Data extracted from a collection
+===+

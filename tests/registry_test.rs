//! Drives the registry proxy against alloy's mocked transport
//!
//! Each test queues the JSON-RPC responses the client is expected to
//! request, in order, and checks the decoded result.

use alloy::primitives::{address, Address, Bytes, B256, U256};
use alloy::providers::{Provider, ProviderBuilder};
use alloy::rpc::json_rpc::ErrorPayload;
use alloy::rpc::types::Log;
use alloy::sol_types::{SolEvent, SolValue};
use alloy::transports::mock::Asserter;
use serde_json::json;

use noderegistry::domain::roles::Role;
use noderegistry::registry::{
    deploy, BlockRange, EventFilter, ReceiptPolicy, TopicFilter, TxOptions,
};
use noderegistry::{NodeRegistry, NodeRegistryErrors, RegistryClient, RegistryError};

const REGISTRY: Address = address!("0x5FbDB2315678afecb367f032d93F642f64180aa3");
const OPERATOR: Address = address!("0x70997970C51812dc3A010C7d01b50e0d17dc79C8");

fn client(asserter: &Asserter) -> RegistryClient<impl Provider + Clone> {
    let provider = ProviderBuilder::new()
        .disable_recommended_fillers()
        .connect_mocked_client(asserter.clone());
    RegistryClient::new(REGISTRY, provider)
}

fn rpc_log<E: SolEvent>(event: &E, block: u64, index: u64) -> Log {
    Log {
        inner: alloy::primitives::Log {
            address: REGISTRY,
            data: event.encode_log_data(),
        },
        block_hash: Some(B256::repeat_byte(0xbb)),
        block_number: Some(block),
        block_timestamp: None,
        transaction_hash: Some(B256::repeat_byte(0xcc)),
        transaction_index: Some(0),
        log_index: Some(index),
        removed: false,
    }
}

fn receipt(tx_hash: B256, logs: Vec<Log>, contract: Option<Address>) -> serde_json::Value {
    json!({
        "type": "0x2",
        "status": "0x1",
        "cumulativeGasUsed": "0xc350",
        "logs": logs,
        "logsBloom": format!("0x{}", "00".repeat(256)),
        "transactionHash": tx_hash,
        "transactionIndex": "0x0",
        "blockHash": B256::repeat_byte(0xbb),
        "blockNumber": "0x2a",
        "gasUsed": "0xc350",
        "effectiveGasPrice": "0x1",
        "from": OPERATOR,
        "to": if contract.is_some() { None } else { Some(REGISTRY) },
        "contractAddress": contract,
    })
}

fn node(http: &str) -> NodeRegistry::Node {
    NodeRegistry::Node {
        signingKeyPub: Bytes::from(vec![0x04, 0x01, 0x02]),
        httpAddress: http.to_string(),
        isReplicationEnabled: true,
        isApiEnabled: true,
        isDisabled: false,
        minMonthlyFeeMicroDollars: U256::from(1_000_000u64),
    }
}

fn revert_payload(data: Vec<u8>) -> ErrorPayload {
    let hex = format!("0x{}", hex::encode(data));
    ErrorPayload {
        code: 3,
        message: "execution reverted".into(),
        data: Some(serde_json::value::to_raw_value(&hex).unwrap()),
    }
}

#[tokio::test]
async fn test_view_calls_decode_returns() {
    let asserter = Asserter::new();
    let registry = client(&asserter);

    asserter.push_success(&Bytes::from(("NodeRegistry".to_string(),).abi_encode_params()));
    asserter.push_success(&Bytes::from(U256::from(2).abi_encode()));
    asserter.push_success(&Bytes::from(true.abi_encode()));

    assert_eq!(registry.name().await.unwrap(), "NodeRegistry");
    assert_eq!(registry.get_all_nodes_count().await.unwrap(), U256::from(2));
    assert!(registry.has_role(Role::NodeManager, OPERATOR).await.unwrap());
}

#[tokio::test]
async fn test_get_all_nodes_maps_to_domain() {
    let asserter = Asserter::new();
    let registry = client(&asserter);

    let nodes = vec![
        NodeRegistry::NodeWithId {
            nodeId: U256::from(100),
            node: node("http://a:5050"),
        },
        NodeRegistry::NodeWithId {
            nodeId: U256::from(200),
            node: node("http://b:5050"),
        },
    ];
    asserter.push_success(&Bytes::from((nodes,).abi_encode_params()));

    let listed = registry.get_all_nodes().await.unwrap();
    assert_eq!(listed.len(), 2);
    assert_eq!(listed[1].node_id, U256::from(200));
    assert_eq!(listed[1].node.http_address, "http://b:5050");
    assert_eq!(listed[0].node.status(), "api+replication");
}

#[tokio::test]
async fn test_custom_error_is_decoded() {
    let asserter = Asserter::new();
    let registry = client(&asserter);

    let data = alloy::sol_types::SolError::abi_encode(&NodeRegistry::NodeDoesNotExist {});
    asserter.push_failure(revert_payload(data));

    let err = registry.get_node(U256::from(999)).await.unwrap_err();
    assert!(matches!(
        err.revert(),
        Some(NodeRegistryErrors::NodeDoesNotExist(_))
    ));
    assert_eq!(err.to_string(), "contract reverted: NodeDoesNotExist()");
}

#[tokio::test]
async fn test_unauthorized_account_carries_args() {
    let asserter = Asserter::new();
    let registry = client(&asserter);

    let data = alloy::sol_types::SolError::abi_encode(&NodeRegistry::AccessControlUnauthorizedAccount {
        account: OPERATOR,
        neededRole: Role::Admin.id(),
    });
    asserter.push_failure(revert_payload(data));

    let err = registry.max_active_nodes().await.unwrap_err();
    match err {
        RegistryError::Revert(NodeRegistryErrors::AccessControlUnauthorizedAccount(e)) => {
            assert_eq!(e.account, OPERATOR);
            assert_eq!(e.neededRole, Role::Admin.id());
        }
        other => panic!("unexpected error {other}"),
    }
}

#[tokio::test]
async fn test_transaction_returns_hash() {
    let asserter = Asserter::new();
    let registry = client(&asserter);
    let hash = B256::repeat_byte(0x42);

    asserter.push_success(&hash);

    let pending = registry.enable_node(U256::from(100)).await.unwrap();
    assert_eq!(pending.tx_hash(), hash);
    assert_eq!(pending.method(), "enableNode");
}

#[tokio::test]
async fn test_query_events_chunks_and_orders() {
    let asserter = Asserter::new();
    let registry = client(&asserter).with_log_chunk_size(10);

    let enabled = NodeRegistry::NodeEnabled {
        nodeId: U256::from(100),
    };
    let disabled = NodeRegistry::NodeDisabled {
        nodeId: U256::from(100),
    };
    // windows [0, 9], [10, 19], [20, 25]
    asserter.push_success(&vec![rpc_log(&enabled, 3, 1), rpc_log(&disabled, 3, 0)]);
    asserter.push_success(&Vec::<Log>::new());
    asserter.push_success(&vec![rpc_log(&enabled, 21, 0)]);

    let records = registry
        .query_events(BlockRange::new(0, Some(25)), &EventFilter::all())
        .await
        .unwrap();

    let positions: Vec<_> = records.iter().map(|r| (r.position(), r.name())).collect();
    assert_eq!(
        positions,
        vec![
            ((3, 0), "NodeDisabled"),
            ((3, 1), "NodeEnabled"),
            ((21, 0), "NodeEnabled"),
        ]
    );
}

#[tokio::test]
async fn test_query_events_skips_unknown_topics() {
    let asserter = Asserter::new();
    let registry = client(&asserter);

    let mut unknown = rpc_log(&NodeRegistry::NodeEnabled { nodeId: U256::from(1) }, 1, 0);
    unknown.inner.data = alloy::primitives::LogData::new_unchecked(
        vec![B256::repeat_byte(0x99)],
        Bytes::new(),
    );
    let known = rpc_log(&NodeRegistry::NodeEnabled { nodeId: U256::from(1) }, 1, 1);
    asserter.push_success(&vec![unknown, known]);

    let records = registry
        .query_events(BlockRange::new(0, Some(5)), &EventFilter::all())
        .await
        .unwrap();
    assert_eq!(records.len(), 1);
    assert_eq!(records[0].name(), "NodeEnabled");
}

#[tokio::test]
async fn test_typed_node_added_filter() {
    let asserter = Asserter::new();
    let registry = client(&asserter);

    let added = NodeRegistry::NodeAdded {
        nodeId: U256::from(100),
        owner: OPERATOR,
        signingKeyPub: Bytes::from(vec![0x04]),
        httpAddress: "http://a:5050".to_string(),
        minMonthlyFeeMicroDollars: U256::from(10u64),
    };
    asserter.push_success(&vec![rpc_log(&added, 7, 2)]);

    let found = registry
        .filter_node_added(BlockRange::new(0, Some(10)), &[U256::from(100)], &[OPERATOR])
        .await
        .unwrap();
    assert_eq!(found.len(), 1);
    assert_eq!(found[0].event.httpAddress, "http://a:5050");
    assert_eq!(found[0].block_number, Some(7));
    assert_eq!(found[0].log_index, Some(2));
}

#[tokio::test]
async fn test_empty_range_makes_no_request() {
    let asserter = Asserter::new();
    let registry = client(&asserter);

    let records = registry
        .query_events(BlockRange::new(10, Some(5)), &EventFilter::all())
        .await
        .unwrap();
    assert!(records.is_empty());

    let typed = registry
        .filter::<NodeRegistry::Transfer>(BlockRange::new(10, Some(5)), TopicFilter::new())
        .await
        .unwrap();
    assert!(typed.is_empty());
}

#[tokio::test]
async fn test_parse_log_rejects_other_contracts() {
    let asserter = Asserter::new();
    let registry = client(&asserter);

    let mut log = rpc_log(&NodeRegistry::ApiEnabled { nodeId: U256::from(5) }, 1, 0);
    assert!(registry.parse_log(&log).is_ok());

    log.inner.address = Address::repeat_byte(0x11);
    assert!(matches!(
        registry.parse_log(&log),
        Err(RegistryError::ForeignLog(_))
    ));
}

#[tokio::test]
async fn test_subscriptions_need_pubsub() {
    let asserter = Asserter::new();
    let registry = client(&asserter);

    let err = registry
        .subscribe_events(&EventFilter::all())
        .await
        .unwrap_err();
    assert!(matches!(err, RegistryError::SubscriptionsUnsupported));
}

#[tokio::test]
async fn test_add_node_and_wait_reads_node_id() {
    let asserter = Asserter::new();
    let registry = client(&asserter);
    let hash = B256::repeat_byte(0x42);

    let added = NodeRegistry::NodeAdded {
        nodeId: U256::from(300),
        owner: OPERATOR,
        signingKeyPub: Bytes::from(vec![0x04]),
        httpAddress: "http://c:5050".to_string(),
        minMonthlyFeeMicroDollars: U256::from(10u64),
    };
    asserter.push_success(&hash);
    asserter.push_success(&receipt(hash, vec![rpc_log(&added, 42, 0)], None));

    let (node_id, outcome) = registry
        .add_node_and_wait(
            OPERATOR,
            Bytes::from(vec![0x04]),
            "http://c:5050".to_string(),
            U256::from(10u64),
        )
        .await
        .unwrap();
    assert_eq!(node_id, U256::from(300));
    assert_eq!(outcome.tx_hash, hash);
    assert_eq!(outcome.block_number, Some(42));
    assert_eq!(outcome.gas_used, 50_000);
    assert_eq!(outcome.events.len(), 1);
}

#[tokio::test]
async fn test_wait_without_node_added_is_an_error() {
    let asserter = Asserter::new();
    let registry = client(&asserter);
    let hash = B256::repeat_byte(0x43);

    asserter.push_success(&hash);
    asserter.push_success(&receipt(hash, Vec::new(), None));

    let err = registry
        .add_node_and_wait(OPERATOR, Bytes::new(), "http://d:5050".to_string(), U256::ZERO)
        .await
        .unwrap_err();
    assert!(matches!(err, RegistryError::MissingEvent("NodeAdded")));
}

#[tokio::test]
async fn test_deploy_binds_to_receipt_address() {
    let asserter = Asserter::new();
    let provider = ProviderBuilder::new()
        .disable_recommended_fillers()
        .connect_mocked_client(asserter.clone());
    let hash = B256::repeat_byte(0x44);
    let deployed = Address::repeat_byte(0x55);

    asserter.push_success(&hash);
    asserter.push_success(&receipt(hash, Vec::new(), Some(deployed)));

    let deployment = deploy(provider, OPERATOR, &TxOptions::default(), ReceiptPolicy::default())
        .await
        .unwrap();
    assert_eq!(deployment.client.address(), deployed);
    assert_eq!(deployment.tx_hash, hash);
    assert_eq!(deployment.block_number, Some(42));
}

#[tokio::test]
async fn test_typed_filters_with_three_topics() {
    let asserter = Asserter::new();
    let registry = client(&asserter);
    let admin = Address::repeat_byte(0x0a);

    let granted = NodeRegistry::RoleGranted {
        role: Role::NodeManager.id(),
        account: OPERATOR,
        sender: admin,
    };
    let transfer = NodeRegistry::Transfer {
        from: OPERATOR,
        to: admin,
        tokenId: U256::from(100),
    };
    asserter.push_success(&vec![rpc_log(&granted, 4, 1)]);
    asserter.push_success(&vec![rpc_log(&transfer, 9, 0)]);

    let roles = registry
        .filter_role_granted(
            BlockRange::new(0, Some(10)),
            &[Role::NodeManager.id()],
            &[OPERATOR],
            &[admin],
        )
        .await
        .unwrap();
    assert_eq!(roles.len(), 1);
    assert_eq!(roles[0].event.account, OPERATOR);
    assert_eq!(roles[0].event.sender, admin);

    let transfers = registry
        .filter_transfer(BlockRange::new(0, Some(10)), &[OPERATOR], &[admin], &[U256::from(100)])
        .await
        .unwrap();
    assert_eq!(transfers.len(), 1);
    assert_eq!(transfers[0].event.tokenId, U256::from(100));
    assert_eq!(transfers[0].block_number, Some(9));
}

#[tokio::test]
async fn test_watch_events_delivers_through_channel() {
    let asserter = Asserter::new();
    let registry = client(&asserter);

    // eth_newFilter, then the first eth_getFilterChanges
    asserter.push_success(&U256::from(1));
    asserter.push_success(&vec![rpc_log(&NodeRegistry::NodeEnabled { nodeId: U256::from(100) }, 8, 0)]);

    let mut events = registry.watch_events(&EventFilter::all()).await.unwrap();
    let record = tokio::time::timeout(std::time::Duration::from_secs(10), events.recv())
        .await
        .unwrap()
        .unwrap()
        .unwrap();
    assert_eq!(record.name(), "NodeEnabled");
    assert_eq!(record.position(), (8, 0));
}

#[tokio::test]
async fn test_watch_from_installs_watcher_before_backlog() {
    let asserter = Asserter::new();
    let registry = client(&asserter);

    // eth_newFilter, eth_blockNumber, eth_getLogs, then eth_getFilterChanges
    asserter.push_success(&U256::from(7));
    asserter.push_success(&U256::from(12));
    asserter.push_success(&vec![rpc_log(&NodeRegistry::NodeDisabled { nodeId: U256::from(100) }, 10, 0)]);
    asserter.push_success(&vec![rpc_log(&NodeRegistry::NodeEnabled { nodeId: U256::from(100) }, 13, 0)]);

    let (backlog, mut events) = registry
        .watch_events_from(5, &EventFilter::all())
        .await
        .unwrap();
    assert_eq!(backlog.len(), 1);
    assert_eq!(backlog[0].name(), "NodeDisabled");

    let live = tokio::time::timeout(std::time::Duration::from_secs(10), events.recv())
        .await
        .unwrap()
        .unwrap()
        .unwrap();
    assert_eq!(live.name(), "NodeEnabled");
    assert_eq!(live.position(), (13, 0));
}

+===+

# Prompt
Looking back over the records above, in how many lines does the word "pending" occur? Give the number alone.

# Task output
3